[Saved data entries]
*** Begin section ***

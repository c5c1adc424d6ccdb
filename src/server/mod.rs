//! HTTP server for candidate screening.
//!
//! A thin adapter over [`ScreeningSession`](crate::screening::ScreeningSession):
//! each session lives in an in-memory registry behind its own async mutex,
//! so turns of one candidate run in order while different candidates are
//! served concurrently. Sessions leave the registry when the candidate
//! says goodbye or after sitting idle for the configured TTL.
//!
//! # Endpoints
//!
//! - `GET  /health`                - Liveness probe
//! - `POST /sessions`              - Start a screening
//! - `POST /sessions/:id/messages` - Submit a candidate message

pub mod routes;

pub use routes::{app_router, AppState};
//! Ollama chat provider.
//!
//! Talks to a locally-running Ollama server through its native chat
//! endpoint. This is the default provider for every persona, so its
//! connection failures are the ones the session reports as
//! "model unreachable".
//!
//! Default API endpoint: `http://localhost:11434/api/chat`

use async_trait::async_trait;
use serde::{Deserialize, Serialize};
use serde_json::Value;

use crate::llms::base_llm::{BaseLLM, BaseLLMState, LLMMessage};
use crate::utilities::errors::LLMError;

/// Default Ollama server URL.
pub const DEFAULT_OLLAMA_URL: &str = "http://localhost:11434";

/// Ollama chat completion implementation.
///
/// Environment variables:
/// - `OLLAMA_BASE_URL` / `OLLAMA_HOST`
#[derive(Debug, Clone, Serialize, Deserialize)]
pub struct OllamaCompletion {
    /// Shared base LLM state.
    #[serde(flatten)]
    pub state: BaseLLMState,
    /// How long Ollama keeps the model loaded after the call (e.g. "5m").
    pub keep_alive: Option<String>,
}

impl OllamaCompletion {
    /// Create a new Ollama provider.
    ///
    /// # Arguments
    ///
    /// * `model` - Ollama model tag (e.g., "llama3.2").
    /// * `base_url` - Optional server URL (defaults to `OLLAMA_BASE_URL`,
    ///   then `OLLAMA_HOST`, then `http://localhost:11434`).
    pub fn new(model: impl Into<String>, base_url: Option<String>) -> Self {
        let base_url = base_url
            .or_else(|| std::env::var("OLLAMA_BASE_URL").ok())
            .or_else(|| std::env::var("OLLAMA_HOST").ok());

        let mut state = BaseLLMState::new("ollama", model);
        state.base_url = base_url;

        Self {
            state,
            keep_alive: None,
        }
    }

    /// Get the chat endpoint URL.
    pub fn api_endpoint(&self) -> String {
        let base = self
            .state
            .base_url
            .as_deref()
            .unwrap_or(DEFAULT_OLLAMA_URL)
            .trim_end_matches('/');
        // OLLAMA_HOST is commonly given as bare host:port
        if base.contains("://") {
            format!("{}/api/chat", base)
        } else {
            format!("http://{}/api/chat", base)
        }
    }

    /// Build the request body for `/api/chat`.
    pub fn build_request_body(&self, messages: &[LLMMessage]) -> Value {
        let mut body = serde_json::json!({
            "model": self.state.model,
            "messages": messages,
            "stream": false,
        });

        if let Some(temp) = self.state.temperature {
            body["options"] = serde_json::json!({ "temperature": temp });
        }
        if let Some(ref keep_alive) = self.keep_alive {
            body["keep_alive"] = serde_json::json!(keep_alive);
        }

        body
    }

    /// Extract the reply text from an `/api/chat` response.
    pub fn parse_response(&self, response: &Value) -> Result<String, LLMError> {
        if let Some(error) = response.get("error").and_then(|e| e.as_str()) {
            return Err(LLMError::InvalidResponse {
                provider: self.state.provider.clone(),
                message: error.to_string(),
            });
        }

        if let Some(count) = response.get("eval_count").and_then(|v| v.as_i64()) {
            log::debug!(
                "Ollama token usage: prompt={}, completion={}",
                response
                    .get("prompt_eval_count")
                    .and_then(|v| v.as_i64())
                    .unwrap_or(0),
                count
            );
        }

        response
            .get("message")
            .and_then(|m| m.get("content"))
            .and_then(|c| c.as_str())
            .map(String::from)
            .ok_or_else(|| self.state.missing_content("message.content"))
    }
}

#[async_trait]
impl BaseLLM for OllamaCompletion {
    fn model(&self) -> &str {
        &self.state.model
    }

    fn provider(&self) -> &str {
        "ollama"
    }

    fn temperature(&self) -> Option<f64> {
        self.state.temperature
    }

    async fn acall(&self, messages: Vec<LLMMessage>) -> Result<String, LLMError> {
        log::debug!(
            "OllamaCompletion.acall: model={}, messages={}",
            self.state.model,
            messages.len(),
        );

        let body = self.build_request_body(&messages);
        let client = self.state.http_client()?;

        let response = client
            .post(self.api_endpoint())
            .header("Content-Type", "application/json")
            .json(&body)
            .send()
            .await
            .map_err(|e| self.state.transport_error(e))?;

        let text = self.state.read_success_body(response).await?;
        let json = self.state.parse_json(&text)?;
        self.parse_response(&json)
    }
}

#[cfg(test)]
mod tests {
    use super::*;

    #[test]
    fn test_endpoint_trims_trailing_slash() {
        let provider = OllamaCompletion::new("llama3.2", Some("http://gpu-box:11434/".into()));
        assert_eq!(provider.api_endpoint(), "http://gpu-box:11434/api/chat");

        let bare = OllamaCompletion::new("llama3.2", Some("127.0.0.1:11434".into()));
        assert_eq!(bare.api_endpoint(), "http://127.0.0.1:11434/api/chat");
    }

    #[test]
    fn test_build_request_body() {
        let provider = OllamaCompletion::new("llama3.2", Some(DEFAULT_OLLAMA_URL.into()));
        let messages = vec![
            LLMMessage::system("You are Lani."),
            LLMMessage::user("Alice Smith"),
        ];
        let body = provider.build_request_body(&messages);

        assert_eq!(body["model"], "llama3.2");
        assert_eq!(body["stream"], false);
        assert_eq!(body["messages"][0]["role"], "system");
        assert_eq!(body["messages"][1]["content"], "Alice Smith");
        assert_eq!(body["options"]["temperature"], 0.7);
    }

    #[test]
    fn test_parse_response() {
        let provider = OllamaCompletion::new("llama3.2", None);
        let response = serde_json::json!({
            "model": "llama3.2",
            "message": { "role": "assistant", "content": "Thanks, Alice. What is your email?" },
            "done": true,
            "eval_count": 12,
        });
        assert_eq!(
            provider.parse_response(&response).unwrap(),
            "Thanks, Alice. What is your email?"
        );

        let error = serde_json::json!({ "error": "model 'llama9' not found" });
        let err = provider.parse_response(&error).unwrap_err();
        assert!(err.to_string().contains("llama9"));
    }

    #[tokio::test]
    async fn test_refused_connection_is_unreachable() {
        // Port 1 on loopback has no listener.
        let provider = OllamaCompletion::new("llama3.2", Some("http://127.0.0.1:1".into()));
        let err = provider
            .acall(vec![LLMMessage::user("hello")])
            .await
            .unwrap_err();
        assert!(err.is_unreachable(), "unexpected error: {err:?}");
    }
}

*** End section ***

**Work order**
Each line above that contains "Some" must be copied out.

**Solution for this task**
        if let Some(temp) = self.state.temperature {
        if let Some(ref keep_alive) = self.keep_alive {
        if let Some(error) = response.get("error").and_then(|e| e.as_str()) {
        if let Some(count) = response.get("eval_count").and_then(|v| v.as_i64()) {
        let provider = OllamaCompletion::new("llama3.2", Some("http://gpu-box:11434/".into()));
        let bare = OllamaCompletion::new("llama3.2", Some("127.0.0.1:11434".into()));
        let provider = OllamaCompletion::new("llama3.2", Some(DEFAULT_OLLAMA_URL.into()));
        let provider = OllamaCompletion::new("llama3.2", Some("http://127.0.0.1:1".into()));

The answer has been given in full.